What must be the velocity of a beam of electrons if they are to display a de-Broglie wavelength of ${{100}^{\circ }}A$ ?

Answer 1

Hint: It should be known that de-Broglie wavelength is an important concept while studying quantum mechanics. The wavelength ($\lambda$) which is associated with an object in relation to its momentum and mass is referred to as de-Broglie’s wavelength.

Formula used:
We will use the following relation:-
$\lambda =\dfrac{h}{p}$
where,
h = Planck's constant = $6.63\times {{10}^{-34}}Js$
p = momentum

Complete answer:
As we know that matter has a dual nature of waves as well as particles. de-Broglie’s wave is the characteristic of a material object that varies in space or time while behaving similar to waves. It is also known as matter-waves.
-Generally the objects which we see in our day-to-day life have wavelengths which are very small and invisible, due to which we do not experience them as waves.
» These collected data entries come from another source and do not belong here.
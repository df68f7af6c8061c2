//! User preferences kept between sessions, as JSON in the config directory

use anyhow::Context;
use huddle_protocol::BackgroundMode;
use serde::{Deserialize, Serialize};
use std::path::{Path, PathBuf};

/// Persistent user settings
#[derive(Debug, Clone, PartialEq, Serialize, Deserialize, Default)]
pub struct PersistentSettings {
    /// Name shown to other participants
    pub display_name: Option<String>,
    /// Background mode in effect when the last session ended
    #[serde(default)]
    pub background_mode: BackgroundMode,
    /// Selected video device index
    pub video_device: Option<u32>,
}

impl PersistentSettings {
    /// `<config dir>/huddle/settings.json`
    pub fn settings_path() -> Option<PathBuf> {
        dirs::config_dir().map(|p| p.join("huddle").join("settings.json"))
    }

    /// Load from the default location
    pub fn load() -> Self {
        match Self::settings_path() {
            Some(path) => Self::load_from(&path),
            None => {
                tracing::warn!("No config directory, using default settings");
                Self::default()
            }
        }
    }

    /// Missing or unreadable files yield the defaults
    pub fn load_from(path: &Path) -> Self {
        if !path.exists() {
            tracing::debug!("No settings at {:?}, using defaults", path);
            return Self::default();
        }
        match Self::read(path) {
            Ok(settings) => {
                tracing::info!("Loaded settings from {:?}", path);
                settings
            }
            Err(e) => {
                tracing::error!("Ignoring settings at {:?}: {:#}", path, e);
                Self::default()
            }
        }
    }

    fn read(path: &Path) -> anyhow::Result<Self> {
        let contents = std::fs::read_to_string(path).context("read failed")?;
        serde_json::from_str(&contents).context("not valid settings JSON")
    }

    /// Save to the default location
    pub fn save(&self) {
        match Self::settings_path() {
            Some(path) => self.save_to(&path),
            None => tracing::warn!("No config directory, settings not saved"),
        }
    }

    pub fn save_to(&self, path: &Path) {
        match self.write(path) {
            Ok(()) => tracing::debug!("Saved settings to {:?}", path),
            Err(e) => tracing::error!("Failed to save settings to {:?}: {:#}", path, e),
        }
    }

    fn write(&self, path: &Path) -> anyhow::Result<()> {
        if let Some(parent) = path.parent() {
            std::fs::create_dir_all(parent).context("cannot create config directory")?;
        }
        let json = serde_json::to_string_pretty(self)?;
        std::fs::write(path, json).context("write failed")?;
        Ok(())
    }
}

#[cfg(test)]
mod tests {
    use super::*;

    #[test]
    fn round_trips_through_disk() {
        let dir = tempfile::tempdir().unwrap();
        let path = dir.path().join("nested").join("settings.json");

        let settings = PersistentSettings {
            display_name: Some("Lin".to_string()),
            background_mode: BackgroundMode::Image,
            video_device: Some(1),
        };
        settings.save_to(&path);

        assert_eq!(PersistentSettings::load_from(&path), settings);
    }

    #[test]
    fn corrupt_file_falls_back_to_defaults() {
        let dir = tempfile::tempdir().unwrap();
        let path = dir.path().join("settings.json");
        std::fs::write(&path, "{ not json").unwrap();

        assert_eq!(PersistentSettings::load_from(&path), PersistentSettings::default());
    }
}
But in the case of subatomic particles de-Broglie wavelengths are quite visible.
-Calculation of velocity of a beam of electrons:-
We will use the following relation:-
$\lambda =\dfrac{h}{p}$
where,
h = Planck's constant = $6.63\times {{10}^{-34}}Js$
p = momentum = mv (where m is the mass and v is the velocity)
Hence we get: $\lambda =\dfrac{h}{mv}$
The values are given in the question are as follows:-
$\lambda$= ${{100}^{\circ }}A=100\times {{10}^{-10}}m={{10}^{-8}}m$
h = Planck's constant = $6.63\times {{10}^{-34}}Js$
m = mass of an electron =$9.1\times {{10}^{-31}}kg$
On substituting all these values in the above formula, we get:-
$\begin{align}
 & \Rightarrow \lambda =\dfrac{h}{mv} \\
 & \text{Rearrange the formula to obtain velocity} \\
 & \Rightarrow v=\dfrac{h}{m\lambda } \\
 & \Rightarrow v=\dfrac{6.63\times {{10}^{-34}}}{9.1\times {{10}^{-31}}\times {{10}^{-8}}} \\
 & \Rightarrow v=7.28\times {{10}^{4}}m/s \\
\end{align}$
-Hence the velocity of a beam of electrons is $=7.28\times {{10}^{4}}m/s$.

Note:
Kindly remember to accordingly convert units and use them in the formula as required to get the correct result.
-In case of electrons going in a circle around the nuclei, the de-Broglie’s waves exist as a closed loop, such a way that they can exist only as standing waves and fit evenly around the loop. Due to this requirement, the electrons circle the nucleus in particular states or configurations which are also called stationary orbits.